Binomial deviance loss
Description
Binomial deviance loss
Usage
bin.dev(x, y)
Arguments
x |
Observed binary matrix/vector. |
y |
Predicted probability matrix/vector. |
Value
Total binomial deviance (non-finite terms set to 0).
Generate a fast SBM or DCBM network (sparse)
Description
Uses parallel edge sampling for speed; returns a sparse adjacency matrix.
Usage
blockmodel.gen.fast(n, K, B, psi = rep(1, n), PI = rep(1/K, K), ncore = 1)
Arguments
n |
Number of nodes. |
K |
Number of communities. |
B |
K x K block probability matrix. |
psi |
Degree heterogeneity vector (length |
PI |
Community prior probabilities (length |
ncore |
Number of cores for parallel computation. |
Value
A list with:
A |
Sparse symmetric adjacency matrix. |
member |
Community membership vector. |
psi |
Scaled degree heterogeneity vector. |
Simulate a Stochastic Block Model network
Description
Generates an adjacency matrix from a planted-partition SBM with k
communities.
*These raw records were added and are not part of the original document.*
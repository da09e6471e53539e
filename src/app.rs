//! Input, puzzle and render loop orchestration
//!
//! The controller only asks for frames when something changed: input,
//! resize, or a tile still sliding. Once the last tile settles the loop goes
//! idle until the next event.
//!
//! ```text
//! Idle --input/resize--> AwaitingFrame --frame--> Animating --frame--> ... --settled--> Idle
//!                                        \--frame, nothing moving--> Idle
//! ```

use std::cell::RefCell;
use std::rc::Rc;

use futures::StreamExt;
use glam::Vec2;

use crate::pick::RayCaster;
use crate::pixels_to_ndc;
use crate::puzzle::{Move, PuzzleField, TileId};
use crate::scheduler::FrameScheduler;
use crate::settings::Settings;

/// Everything a surface needs to draw one frame
#[derive(Debug, Clone, Copy)]
pub struct FrameView<'a> {
    pub field: &'a PuzzleField,
    pub hovered: Option<TileId>,
    pub moves: u32,
    /// Frame timestamp (ms)
    pub time: f64,
}

/// The rendering collaborator
pub trait RenderSurface {
    fn render_frame(&mut self, view: &FrameView<'_>);
    fn resize(&mut self, width: u32, height: u32);
}

/// Render loop state
#[derive(Debug, Clone, Copy, PartialEq, Eq)]
pub enum LoopState {
    /// Nothing requested, nothing moving
    Idle,
    /// A frame was requested and has not arrived yet
    AwaitingFrame,
    /// Tiles are sliding; the next frame is already requested
    Animating,
}

/// Owns the board and the scheduler and turns input into moves
pub struct Controller<S, C> {
    scheduler: FrameScheduler,
    field: PuzzleField,
    surface: S,
    caster: C,
    viewport: (f32, f32),
    hovered: Option<TileId>,
    hover_highlight: bool,
    state: LoopState,
    moves: u32,
    solved_reported: bool,
}

impl<S: RenderSurface, C: RayCaster> Controller<S, C> {
    pub fn new(scheduler: FrameScheduler, field: PuzzleField, surface: S, caster: C) -> Self {
        let solved = field.is_completed();
        Self {
            scheduler,
            field,
            surface,
            caster,
            viewport: (0.0, 0.0),
            hovered: None,
            hover_highlight: true,
            state: LoopState::Idle,
            moves: 0,
            solved_reported: solved,
        }
    }

    /// Continue counting from an earlier session
    pub fn with_moves(mut self, moves: u32) -> Self {
        self.moves = moves;
        self
    }

    /// Apply user preferences to the running game
    pub fn apply_settings(&mut self, settings: &Settings) {
        self.hover_highlight = settings.hover_highlight;
        if !self.hover_highlight {
            self.hovered = None;
        }
        if let Err(err) = self.field.set_animation_duration(settings.animation_ms) {
            log::error!("Keeping previous animation speed: {}", err);
        }
        self.request_render();
    }

    pub fn field(&self) -> &PuzzleField {
        &self.field
    }

    pub fn scheduler(&self) -> &FrameScheduler {
        &self.scheduler
    }

    pub fn surface(&self) -> &S {
        &self.surface
    }

    pub fn state(&self) -> LoopState {
        self.state
    }

    pub fn moves(&self) -> u32 {
        self.moves
    }

    pub fn hovered(&self) -> Option<TileId> {
        self.hovered
    }

    /// Start over on another board
    pub fn replace_field(&mut self, field: PuzzleField, moves: u32) {
        self.solved_reported = field.is_completed();
        self.field = field;
        self.moves = moves;
        self.hovered = None;
        self.request_render();
    }

    /// Ask for one redraw
    pub fn request_render(&mut self) {
        self.scheduler.request_frame();
        if self.state == LoopState::Idle && self.scheduler.is_pending() {
            self.state = LoopState::AwaitingFrame;
        }
    }

    fn to_ndc(&self, x: f32, y: f32) -> Vec2 {
        pixels_to_ndc(x, y, self.viewport)
    }

    /// Pointer moved to pixel `(x, y)`
    pub fn pointer_move(&mut self, x: f32, y: f32) {
        if self.hover_highlight {
            let ndc = self.to_ndc(x, y);
            self.hovered = self.field.picked_tile(ndc, &self.caster);
        }
        self.request_render();
    }

    /// Pointer pressed at pixel `(x, y)`: try to slide the tile under it
    pub fn pointer_down(&mut self, x: f32, y: f32) -> Option<Move> {
        let ndc = self.to_ndc(x, y);
        let applied = match self.field.picked_tile(ndc, &self.caster) {
            Some(tile) if !self.field.is_completed() => self.field.try_move(tile).ok(),
            _ => None,
        };
        if let Some(mv) = applied {
            self.moves += 1;
            log::debug!("Moved tile {} from {} to {}", mv.tile.0, mv.from, mv.to);
        }
        self.request_render();
        applied
    }

    /// Viewport resized to `width` x `height` pixels
    pub fn resize(&mut self, width: u32, height: u32) {
        self.viewport = (width as f32, height as f32);
        self.caster.set_viewport(width, height);
        self.surface.resize(width, height);
        self.request_render();
    }

    /// Handle one delivered frame
    pub fn tick(&mut self, time: f64) {
        if self.field.is_interactive() {
            self.field.animate(time);
        }

        let animating = self.field.is_interactive();
        if animating {
            self.scheduler.request_frame();
        }

        self.surface.render_frame(&FrameView {
            field: &self.field,
            hovered: self.hovered,
            moves: self.moves,
            time,
        });

        self.state = if animating {
            LoopState::Animating
        } else if self.scheduler.is_pending() {
            LoopState::AwaitingFrame
        } else {
            LoopState::Idle
        };

        if !animating && !self.solved_reported && self.field.is_completed() {
            self.solved_reported = true;
            log::info!("Puzzle solved in {} moves", self.moves);
        }
    }

    /// Stop rendering for good
    pub fn shutdown(&mut self) {
        self.scheduler.shutdown();
        self.state = LoopState::Idle;
    }
}

/// Drive the controller from on-demand frames until the scheduler shuts down
pub async fn run<S: RenderSurface, C: RayCaster>(app: Rc<RefCell<Controller<S, C>>>) {
    let mut frames = app.borrow().scheduler().on_demand();
    while let Some(time) = frames.next().await {
        app.borrow_mut().tick(time);
    }
    log::info!("Render loop stopped");
}
//! Platform frame hosts
//!
//! - `ManualHost`: frames fired by hand (headless runs, tests)
//! - `web::RafHost`: `requestAnimationFrame` in the browser

#[cfg(target_arch = "wasm32")]
pub mod web;

use std::cell::{Cell, RefCell};
use std::rc::Rc;

use crate::scheduler::{FrameCallback, FrameHost, FrameToken};

/// Frame host driven explicitly through [`ManualHost::fire`]
#[derive(Default)]
pub struct ManualHost {
    next_token: Cell<i32>,
    queue: RefCell<Vec<(FrameToken, FrameCallback)>>,
    scheduled: Cell<usize>,
    cancelled: Cell<usize>,
}

impl ManualHost {
    pub fn new() -> Rc<Self> {
        Rc::new(Self::default())
    }

    /// Run every registered callback with `time`, returning how many ran
    ///
    /// Callbacks registered while firing wait for the next call.
    pub fn fire(&self, time: f64) -> usize {
        let batch = std::mem::take(&mut *self.queue.borrow_mut());
        let count = batch.len();
        for (_, callback) in batch {
            callback(time);
        }
        count
    }

    /// Callbacks waiting for the next `fire`
    pub fn queued(&self) -> usize {
        self.queue.borrow().len()
    }

    /// Total registrations ever made
    pub fn scheduled_count(&self) -> usize {
        self.scheduled.get()
    }

    /// Total registrations withdrawn before firing
    pub fn cancelled_count(&self) -> usize {
        self.cancelled.get()
    }
}

impl FrameHost for ManualHost {
    fn schedule(&self, callback: FrameCallback) -> Option<FrameToken> {
        let token = FrameToken(self.next_token.get() + 1);
        self.next_token.set(token.0);
        self.scheduled.set(self.scheduled.get() + 1);
        self.queue.borrow_mut().push((token, callback));
        Some(token)
    }

    fn cancel(&self, token: FrameToken) {
        let mut queue = self.queue.borrow_mut();
        let before = queue.len();
        queue.retain(|(t, _)| *t != token);
        if queue.len() != before {
            self.cancelled.set(self.cancelled.get() + 1);
        }
    }
}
The first community has size n1; the remaining
communities share the leftover nodes roughly equally.
Usage
community.sim(k = 2, n = 1000, n1 = 100, p = 0.3, q = 0.1)
Arguments
k |
Number of communities (default 2). |
n |
Total number of nodes (default 1000). |
n1 |
Size of the smallest community (default 100). |
p |
Within-community connection probability (default 0.3). |
q |
Between-community connection probability (default 0.1). |
Value
A list with:
membership |
Integer vector of community labels (length |
adjacency |
n x n binary symmetric adjacency matrix. |
Examples
net <- community.sim(k = 3, n = 120, n1 = 30, p = 0.5, q = 0.1)
table(net$membership)
Simulate an SBM with distance-decaying block probabilities
Description
Generates an SBM where block probabilities decay exponentially with
the distance between community indices: B[k1,k2] = rho * eta^min(|k1-k2|,3).
Usage
community.sim.sbm(n, n1, eta = 0.3, rho = 0.1, K = 3)
Arguments
n |
Total number of nodes. |
n1 |
Size of the first (smallest) community. |
eta |
Decay parameter for inter-community probabilities (default 0.3). |
rho |
Scaling factor for the block probability matrix (default 0.1). |
K |
Number of communities (default 3). |
Value
A list with:
adjacency |
n x n binary symmetric adjacency matrix. |
membership |
Integer vector of community labels. |
conn |
K x K block probability matrix. |
CROISSANT for blockmodel selection
Description
Cross-validated, Overlapping, In-Sample Selection of the Number of
communities and model Type. Jointly selects between SBM and DCBM and
the number of communities K using overlapping node subsamples.
Usage
croissant.blockmodel(
A,
K.CAND,
s,
o,
R,
tau = 0,
laplace = FALSE,
dc.est = 2,
loss = c("l2", "bin.dev", "AUC"),
ncore = 1
)
Arguments
A |
Adjacency matrix (n x n, can be sparse). |
K.CAND |
Candidate community numbers (integer vector, or a single
integer interpreted as |
s |
Number of non-overlapping subsamples. |
o |
Size of the overlapping set. |
R |
Number of independent repetitions. |
tau |
Regularisation parameter for the adjacency (default 0). |
laplace |
Logical; use graph Laplacian normalisation (default FALSE). |
dc.est |
DCBM estimation method: 1 = eigenvector, 2 = fast (default 2). |
loss |
Character vector of loss functions to evaluate.
Supported: |
ncore |
Number of cores for parallel computation. |
Value
A list containing:
loss |
data.table of loss values by candidate model and K. |
Candidate Models |
"SBM and DCBM". |
Candidate Values |
The candidate K vector. |
*.model |
Selected model string (e.g. "SBM-3") for each loss. |
CROISSANT for latent space model dimension selection
Description
Selects the latent dimension for a latent space network model using the CROISSANT framework with MLE fitting.
Usage
croissant.latent(
A,
d.cand,
s,
o,
R,
loss = c("l2", "bin.dev", "AUC"),
ncore = 1
)
Arguments
A |
Adjacency matrix. |
d.cand |
Candidate embedding ranks. |
s |
Number of non-overlapping subsamples. |
o |
Overlap size. |
R |
Number of repetitions. |
loss |
Loss functions to evaluate. |
ncore |
Number of cores. |
Value
A list with loss table and selected dimension per loss.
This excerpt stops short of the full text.